Task goal
Which of the lines in the data mention the string "global"? List them all.

────────────────────

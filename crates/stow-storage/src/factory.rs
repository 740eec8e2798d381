//! Kind-directed storage allocation.
//!
//! [`allocate`] is the single place that turns a [`PrimitiveKind`] into a
//! concrete [`Storage`] variant. [`StorageFactory`] pairs it with an
//! [`EmptySnapshotCache`] so that zero-length results handed to callers
//! are shared instead of allocated.

use std::sync::Arc;

use stow_core::{classify, ElementType, PrimitiveKind};

use crate::cache::{EmptySnapshotCache, SharedEmptyCache};
use crate::storage::{Reference, SharedStorage, Storage};

/// Allocate `capacity` slots of `kind`, optionally copying from `source`.
///
/// Without a source every slot holds the kind's default value (`0`,
/// `0.0`, `'\0'`, `false`, `()` or an unset reference). With a source the
/// first `min(capacity, source.len())` slots are copied in order and the
/// rest are defaulted. Reference slots copy the shared pointer, never the
/// value behind it.
///
/// # Panics
///
/// Panics if `source` is a storage of a different kind.
pub fn allocate(kind: PrimitiveKind, capacity: usize, source: Option<&Storage>) -> Storage {
    if let Some(src) = source {
        assert_eq!(
            src.kind(),
            kind,
            "source storage kind does not match requested kind"
        );
    }

    macro_rules! slots {
        ($variant:ident, $default:expr) => {{
            let mut slots = vec![$default; capacity];
            if let Some(Storage::$variant(src)) = source {
                let n = capacity.min(src.len());
                slots[..n].clone_from_slice(&src[..n]);
            }
            Storage::$variant(slots)
        }};
    }

    match kind {
        PrimitiveKind::Byte => slots!(Byte, 0u8),
        PrimitiveKind::Short => slots!(Short, 0i16),
        PrimitiveKind::Int => slots!(Int, 0i32),
        PrimitiveKind::Long => slots!(Long, 0i64),
        PrimitiveKind::Float => slots!(Float, 0.0f32),
        PrimitiveKind::Double => slots!(Double, 0.0f64),
        PrimitiveKind::Char => slots!(Char, '\0'),
        PrimitiveKind::Boolean => slots!(Boolean, false),
        PrimitiveKind::Unit => slots!(Unit, ()),
        PrimitiveKind::Reference => slots!(Reference, None::<Reference>),
    }
}

/// Allocates builder storage and finalized snapshot storage.
///
/// Cloning a factory is cheap; clones share the same empty-snapshot
/// cache.
#[derive(Clone, Debug)]
pub struct StorageFactory {
    cache: SharedEmptyCache,
}

impl StorageFactory {
    /// Create a factory backed by the given empty-snapshot cache.
    pub fn new(cache: SharedEmptyCache) -> Self {
        Self { cache }
    }

    /// Create a factory backed by the process-wide cache.
    pub fn global() -> Self {
        Self::new(Arc::clone(EmptySnapshotCache::global()))
    }

    /// The cache this factory serves zero-length results from.
    pub fn cache(&self) -> &SharedEmptyCache {
        &self.cache
    }

    /// Allocate mutable storage. See [`allocate`].
    ///
    /// A zero `capacity` returns an owned empty storage, not the cached
    /// instance; use [`allocate_shared`](Self::allocate_shared) for that.
    pub fn allocate(
        &self,
        kind: PrimitiveKind,
        capacity: usize,
        source: Option<&Storage>,
    ) -> Storage {
        allocate(kind, capacity, source)
    }

    /// Allocate immutable storage for a snapshot of `element_type`.
    ///
    /// A zero `capacity` returns the cached empty instance for
    /// `element_type` rather than allocating.
    pub fn allocate_shared(
        &self,
        element_type: &ElementType,
        capacity: usize,
        source: Option<&Storage>,
    ) -> SharedStorage {
        if capacity == 0 {
            return self.cache.get(element_type);
        }
        Arc::new(allocate(classify(element_type), capacity, source))
    }
}

impl Default for StorageFactory {
    fn default() -> Self {
        Self::global()
    }
}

────────────────────

Output of the task
    pub fn global() -> Self {
        Self::new(Arc::clone(EmptySnapshotCache::global()))
        Self::global()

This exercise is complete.